Executive edge: Robert McBride

Lynn Bronikowski //March 1, 2013//

Executive edge: Robert McBride

Lynn Bronikowski //March 1, 2013//

For Robert McBride, owner and operator of Metro Taxi, Denver’s largest taxi company, it all began with a 1973 Cadillac limousine with 350,000 miles on it and his parents’ driveway as his business address.

By day, he’d work in a fiberglass plant in his native New York; by night he’d  make runs to the airport, eventually getting into the wedding business, adding a second limo and buying a small taxi company that he’d grow into the largest operator on Long Island.

“There isn’t a department I haven’t worked in,” said McBride, 52, the son of poor Irish immigrants whose father worked two jobs his whole life. “I’ve done payroll; I’ve dispatched; I’ve driven a cab, been a mechanic, swept the floors and cleaned the toilets. I’ve done it all.”

McBride’s entrepreneurial spirit would lead him to Colorado where in 2004 he acquired Metro Taxi when Coach America divested its taxi operations.

“It was a boyhood dream to live in Colorado,” said McBride, who grew up an avid skier.  “I saw challenge and opportunity here and said I was going to make this the best company in the city.”

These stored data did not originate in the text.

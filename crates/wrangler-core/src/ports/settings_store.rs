//! Settings persistence port.

use async_trait::async_trait;
use thiserror::Error;

use crate::settings::Settings;

/// Errors from a settings store.
#[derive(Debug, Error)]
pub enum StoreError {
    #[error("Settings storage error: {0}")]
    Storage(String),

    #[error("Settings file is corrupt: {0}")]
    Corrupt(String),
}

/// Repository for the settings document as a whole.
///
/// `load` returns default settings if nothing is stored yet.
#[cfg_attr(test, mockall::automock)]
#[async_trait]
pub trait SettingsStore: Send + Sync {
    async fn load(&self) -> Result<Settings, StoreError>;

    async fn save(&self, settings: &Settings) -> Result<(), StoreError>;
}
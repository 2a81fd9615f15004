//! Readiness probing for freshly spawned servers.
//!
//! Startup time varies wildly with model size (weights are loaded into
//! memory or onto the GPU before the HTTP listener answers), so the prober
//! retries silently on a fixed interval and only reports exhaustion.

use std::time::Duration;

use async_trait::async_trait;
use reqwest::Client;
use tokio::time::sleep;
use tracing::{debug, info};
use wrangler_core::{HttpProbe, ProbeError};

/// Fixed-interval retry parameters.
#[derive(Debug, Clone, Copy, PartialEq, Eq)]
pub struct RetryPolicy {
    /// Delay before every attempt, including the first.
    pub interval: Duration,
    pub max_attempts: u32,
    /// Timeout applied to each individual request.
    pub attempt_timeout: Duration,
}

impl Default for RetryPolicy {
    fn default() -> Self {
        Self {
            interval: Duration::from_secs(1),
            max_attempts: 30,
            attempt_timeout: Duration::from_secs(2),
        }
    }
}

/// Readiness predicate for `/v1/models`: an `object: "list"` document or a
/// non-empty `data` field.
pub fn models_listing_ready(body: &str) -> bool {
    let Ok(json) = serde_json::from_str::<serde_json::Value>(body) else {
        return false;
    };
    if json.get("object").and_then(serde_json::Value::as_str) == Some("list") {
        return true;
    }
    match json.get("data") {
        Some(serde_json::Value::Array(items)) => !items.is_empty(),
        Some(serde_json::Value::Object(map)) => !map.is_empty(),
        Some(serde_json::Value::String(s)) => !s.is_empty(),
        Some(serde_json::Value::Null) | None => false,
        Some(_) => true,
    }
}

/// Poll `url` until `is_ready` accepts a response body.
///
/// Connection errors, timeouts, bad statuses and non-matching bodies are all
/// swallowed. Returns `false` only once `policy.max_attempts` is exhausted.
pub async fn wait_ready<F>(probe: &dyn HttpProbe, url: &str, is_ready: F, policy: RetryPolicy) -> bool
where
    F: Fn(&str) -> bool + Send,
{
    info!(url = %url, "Waiting for server readiness");

    for attempt in 1..=policy.max_attempts {
        sleep(policy.interval).await;

        let outcome = tokio::time::timeout(policy.attempt_timeout, probe.get(url))
            .await
            .unwrap_or(Err(ProbeError::Timeout));

        match outcome {
            Ok(body) if is_ready(&body) => {
                info!(url = %url, attempt, "Server is ready");
                return true;
            }
            Ok(body) => {
                debug!(attempt, body = %body.chars().take(120).collect::<String>(), "readiness body not accepted, retrying");
            }
            Err(e) => {
                debug!(attempt, error = %e, "readiness probe failed, retrying");
            }
        }
    }

    debug!(url = %url, attempts = policy.max_attempts, "readiness attempts exhausted");
    false
}

/// [`HttpProbe`] backed by `reqwest`.
#[derive(Debug, Clone)]
pub struct ReqwestProbe {
    client: Client,
}

impl ReqwestProbe {
    pub fn new(timeout: Duration) -> Result<Self, reqwest::Error> {
        let client = Client::builder().timeout(timeout).build()?;
        Ok(Self { client })
    }
}

#[async_trait]
impl HttpProbe for ReqwestProbe {
    async fn get(&self, url: &str) -> Result<String, ProbeError> {
        let response = self.client.get(url).send().await.map_err(|e| {
            if e.is_timeout() {
                ProbeError::Timeout
            } else {
                ProbeError::Connect(e.to_string())
            }
        })?;

        let status = response.status();
        if !status.is_success() {
            return Err(ProbeError::Status(status.as_u16()));
        }

        response
            .text()
            .await
            .map_err(|e| ProbeError::Body(e.to_string()))
    }
}
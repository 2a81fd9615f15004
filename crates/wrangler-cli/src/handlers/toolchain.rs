//! `wrangler toolchain install`

use anyhow::Result;
use tokio::sync::broadcast::error::RecvError;
use tokio_util::sync::CancellationToken;
use wrangler_core::OrchestratorEvent;

use super::print_success;
use crate::CliContext;
use crate::commands::ToolchainCommand;

pub async fn execute(ctx: &CliContext, command: ToolchainCommand) -> Result<()> {
    match command {
        ToolchainCommand::Install => install(ctx).await,
    }
}

async fn install(ctx: &CliContext) -> Result<()> {
    let cancel = CancellationToken::new();
    let mut events = ctx.events.subscribe();
    let quiet = ctx.json;

    let printer = tokio::spawn(async move {
        loop {
            match events.recv().await {
                Ok(OrchestratorEvent::ToolchainLog { line }) if !quiet => println!("{line}"),
                Ok(_) | Err(RecvError::Lagged(_)) => {}
                Err(RecvError::Closed) => break,
            }
        }
    });

    let interrupt = cancel.clone();
    let watcher = tokio::spawn(async move {
        if tokio::signal::ctrl_c().await.is_ok() {
            interrupt.cancel();
        }
    });

    let result = ctx.orchestrator.install_toolchain(&cancel).await;
    watcher.abort();
    printer.abort();

    let root = result?;
    print_success(ctx, &format!("✓ llama.cpp installed at {}", root.display()))
}
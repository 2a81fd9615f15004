//! Top-level subcommands.

use std::path::PathBuf;

use clap::Subcommand;

use crate::config_commands::ConfigCommand;

#[derive(Subcommand)]
pub enum Commands {
    /// List model files across the configured directories
    Models,

    /// Show which model is being served on the configured port
    Status,

    /// Start the server on a model and follow its log until Ctrl-C
    Serve {
        /// Path to a .gguf model file
        model: PathBuf,
    },

    /// Download a model through a helper script
    Download {
        #[command(subcommand)]
        source: DownloadCommand,
    },

    /// Re-encode a model at another quantization level
    Quantize {
        /// Path to the source .gguf model
        model: PathBuf,
        /// Target level (defaults to the configured level, e.g. Q4_K_M)
        #[arg(short, long)]
        level: Option<String>,
    },

    /// Delete a model file
    Delete {
        /// Path to the .gguf model
        model: PathBuf,
    },

    /// Check for llama.cpp, python3 and CUDA
    CheckDeps,

    /// View or change settings
    Config {
        #[command(subcommand)]
        command: ConfigCommand,
    },

    /// Manage the llama.cpp toolchain
    Toolchain {
        #[command(subcommand)]
        command: ToolchainCommand,
    },
}

#[derive(Subcommand)]
pub enum DownloadCommand {
    /// From a HuggingFace repository URL or id
    Hf {
        /// e.g. https://huggingface.co/TheBloke/Mistral-7B-GGUF
        url: String,
    },
    /// From the Ollama registry
    Ollama {
        /// e.g. llama3:8b
        name: String,
    },
}

#[derive(Subcommand)]
pub enum ToolchainCommand {
    /// Clone and build llama.cpp into the configured toolchain root
    Install,
}
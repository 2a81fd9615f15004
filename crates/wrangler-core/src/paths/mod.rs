//! Canonical path resolution for wrangler data directories.
//!
//! - `wrangler_home()` is `~/.llama-wrangler`, the default home of the
//!   managed toolchain and the models directory
//! - `data_root()` holds settings and helper scripts and can be redirected
//!   with `WRANGLER_DATA_DIR`
//!
//! Nothing here creates directories. Adapters create what they write to.

use std::env;
use std::path::PathBuf;

use thiserror::Error;

/// Environment variable overriding the data root.
pub const DATA_DIR_ENV: &str = "WRANGLER_DATA_DIR";

const HOME_DIR_NAME: &str = ".llama-wrangler";
const ALT_INSTALL_DIR_NAME: &str = ".METALlama.cpp";
const SETTINGS_FILE_NAME: &str = "settings.json";

/// Errors that can occur during path resolution.
#[derive(Debug, Error)]
pub enum PathError {
    #[error("Cannot determine home directory")]
    NoHomeDir,

    #[error("Path cannot be empty")]
    EmptyPath,
}

fn home_dir() -> Result<PathBuf, PathError> {
    dirs::home_dir().ok_or(PathError::NoHomeDir)
}

/// `~/.llama-wrangler`
pub fn wrangler_home() -> Result<PathBuf, PathError> {
    Ok(home_dir()?.join(HOME_DIR_NAME))
}

/// Directory for settings and helper scripts.
///
/// Resolution order:
/// 1. `WRANGLER_DATA_DIR` environment variable
/// 2. `~/.llama-wrangler`
pub fn data_root() -> Result<PathBuf, PathError> {
    match env::var(DATA_DIR_ENV) {
        Ok(path) if path.trim().is_empty() => Err(PathError::EmptyPath),
        Ok(path) => Ok(PathBuf::from(path)),
        Err(_) => wrangler_home(),
    }
}

pub fn default_models_dir() -> Result<PathBuf, PathError> {
    Ok(wrangler_home()?.join("models"))
}

/// Managed llama.cpp checkout.
pub fn default_toolchain_root() -> Result<PathBuf, PathError> {
    Ok(wrangler_home()?.join("llama.cpp"))
}

/// Alternate (Metal-optimised) installation, `~/.METALlama.cpp`.
pub fn default_alt_root() -> Result<PathBuf, PathError> {
    Ok(home_dir()?.join(ALT_INSTALL_DIR_NAME))
}

pub fn default_scripts_dir() -> Result<PathBuf, PathError> {
    Ok(data_root()?.join("scripts"))
}

pub fn settings_file_path() -> Result<PathBuf, PathError> {
    Ok(data_root()?.join(SETTINGS_FILE_NAME))
}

Today Metro Taxi employs 90 at corporate headquarters, including McBride’s two sons, Robert and Sean, who work in operations. Metro Taxi dispatches 500 cabs with nearly 700 independent contract drivers. McBride operates the largest clean fleet in the state and continues to add more hybrid and natural-gas cars each year.

“Every day is a different adventure,” said McBride, who recently completed his term as president of the international Taxicab, Limousine & Paratransit Association. It was there that he honed his idea to design an app that allows passengers to skip the phone queue and track their taxi’s locale right from their phone or iPad.

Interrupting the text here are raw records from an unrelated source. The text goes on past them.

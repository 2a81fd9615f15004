//! Shared fixtures for runtime scenario tests.
//!
//! Fake toolchains are directories of `#!/bin/sh` scripts laid out like a
//! llama.cpp build. All spawns go through [`SpyLauncher`] so tests can count
//! them.

#![allow(dead_code)]

use std::fs;
use std::os::unix::fs::PermissionsExt;
use std::path::{Path, PathBuf};
use std::sync::{Arc, Mutex};
use std::time::Duration;

use async_trait::async_trait;
use mockall::mock;
use tempfile::TempDir;
use wrangler_core::{EventSink, HttpProbe, OrchestratorEvent, ProbeError, Settings};
use wrangler_runtime::process::{ExitWatcher, ProcessError};
use wrangler_runtime::{LaunchSpec, ProcessHandle, ProcessLauncher, RetryPolicy, SupervisorOptions};

pub const LIST: &str = r#"{"object":"list","data":[]}"#;

/// Server that stays up until signalled.
pub const IDLE_SERVER: &str = "exec sleep 30";

mock! {
    pub Probe {}

    #[async_trait]
    impl HttpProbe for Probe {
        async fn get(&self, url: &str) -> Result<String, ProbeError>;
    }
}

pub fn ready_probe() -> Arc<MockProbe> {
    let mut probe = MockProbe::new();
    probe.expect_get().returning(|_| Ok(LIST.to_string()));
    Arc::new(probe)
}

pub fn refusing_probe() -> Arc<MockProbe> {
    let mut probe = MockProbe::new();
    probe
        .expect_get()
        .returning(|_| Err(ProbeError::Connect("connection refused".to_string())));
    Arc::new(probe)
}

pub fn fast_options(max_attempts: u32) -> SupervisorOptions {
    SupervisorOptions {
        settle_delay: Duration::from_millis(50),
        readiness: RetryPolicy {
            interval: Duration::from_millis(10),
            max_attempts,
            attempt_timeout: Duration::from_millis(200),
        },
        gpu_offload: false,
    }
}

pub fn write_script(path: &Path, body: &str) {
    fs::create_dir_all(path.parent().unwrap()).unwrap();
    fs::write(path, format!("#!/bin/sh\n{body}\n")).unwrap();
    fs::set_permissions(path, fs::Permissions::from_mode(0o755)).unwrap();
}

/// Toolchain root with a `llama-server` running `server_body` and a
/// `llama-quantize` running `quantize_body`.
pub fn fake_toolchain(server_body: &str, quantize_body: &str) -> TempDir {
    let root = tempfile::tempdir().unwrap();
    write_script(&root.path().join("build/bin/llama-server"), server_body);
    write_script(&root.path().join("build/bin/llama-quantize"), quantize_body);
    root
}

pub fn settings_for(toolchain: &Path, port: u16) -> Settings {
    Settings {
        server_port: port,
        toolchain_root: toolchain.to_path_buf(),
        alt_root: toolchain.join("no-alt-install"),
        models_dir: toolchain.join("models"),
        scripts_dir: toolchain.join("scripts"),
        ..Settings::default()
    }
}

/// A port nothing is listening on right now.
pub fn free_port() -> u16 {
    let listener = std::net::TcpListener::bind(("0.0.0.0", 0)).unwrap();
    listener.local_addr().unwrap().port()
}

pub fn model_file(dir: &Path, name: &str) -> PathBuf {
    let path = dir.join(name);
    fs::write(&path, b"GGUF").unwrap();
    path
}

/// Real launcher that records every spawn.
#[derive(Default)]
pub struct SpyLauncher {
    spawned: Mutex<Vec<(LaunchSpec, ExitWatcher)>>,
}

impl SpyLauncher {
    pub fn count(&self) -> usize {
        self.spawned.lock().unwrap().len()
    }

    pub fn spec(&self, index: usize) -> LaunchSpec {
        self.spawned.lock().unwrap()[index].0.clone()
    }

    pub fn exit_watcher(&self, index: usize) -> ExitWatcher {
        self.spawned.lock().unwrap()[index].1.clone()
    }
}

impl ProcessLauncher for SpyLauncher {
    fn launch(&self, spec: &LaunchSpec) -> Result<ProcessHandle, ProcessError> {
        // Freshly written scripts can briefly be "text file busy" while a
        // parallel test forks.
        let mut attempts = 0;
        let handle = loop {
            match ProcessHandle::spawn(spec) {
                Err(ProcessError::Spawn { source, .. })
                    if source.raw_os_error() == Some(26) && attempts < 10 =>
                {
                    attempts += 1;
                    std::thread::sleep(Duration::from_millis(20));
                }
                other => break other?,
            }
        };
        self.spawned
            .lock()
            .unwrap()
            .push((spec.clone(), handle.exit_watcher()));
        Ok(handle)
    }
}

#[derive(Default)]
pub struct RecordingSink {
    events: Mutex<Vec<OrchestratorEvent>>,
}

impl RecordingSink {
    pub fn events(&self) -> Vec<OrchestratorEvent> {
        self.events.lock().unwrap().clone()
    }

    pub fn count(&self, predicate: impl Fn(&OrchestratorEvent) -> bool) -> usize {
        self.events.lock().unwrap().iter().filter(|e| predicate(e)).count()
    }
}

impl EventSink for RecordingSink {
    fn emit(&self, event: OrchestratorEvent) {
        self.events.lock().unwrap().push(event);
    }
}

/// Poll `condition` every 10ms until it holds or `limit` elapses.
pub async fn eventually(limit: Duration, condition: impl Fn() -> bool) -> bool {
    tokio::time::timeout(limit, async {
        while !condition() {
            tokio::time::sleep(Duration::from_millis(10)).await;
        }
    })
    .await
    .is_ok()
}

“People in Denver are very tech savvy, so I kept my pulse on what was the best out there,” McBride said. “The drivers love it because the number of users is increasing every day and that means dollars in their pockets.”

As president of TLPA, he also started Taxis on Patrol, which today is in 20 cities, including Denver. The program puts taxi drivers on the lookout for crime and other situations. They call police when they spot suspicious activity.

“It’s an extra set of eyes and ears on the streets,” McBride said. “It’s as simple as seeing someone on a highway changing a tire that could be dangerous, or seeing a house on fire at 3 o’clock in the morning. It’s a deterrent in a drug community where people may be distributing drugs. A taxi is now an affiliate of the police
department.”

Within 24 hours of Taxis on Patrol’s launch in Denver last September, a Metro Taxi driver saw a pickup truck hit and kill valet driver Jose Medina outside the Rockstar Lounge. The taxi driver followed the pickup, got its license number and called police, who arrested the suspect.

“Many of our drivers feel more a part of the community because of this program,” said McBride, who said calls to police now number in the thousands. “A lot of them come from other places around the world and this makes them more intimately involved with the community and they can say, ‘I helped.’”

McBride, who lives in downtown Denver, frequently takes cabs.

“I always take a cab to see what the pulse is and hear what the drivers have to say,” McBride said. “It’s a good education to not only talk to my own drivers but to my competition’s drivers.”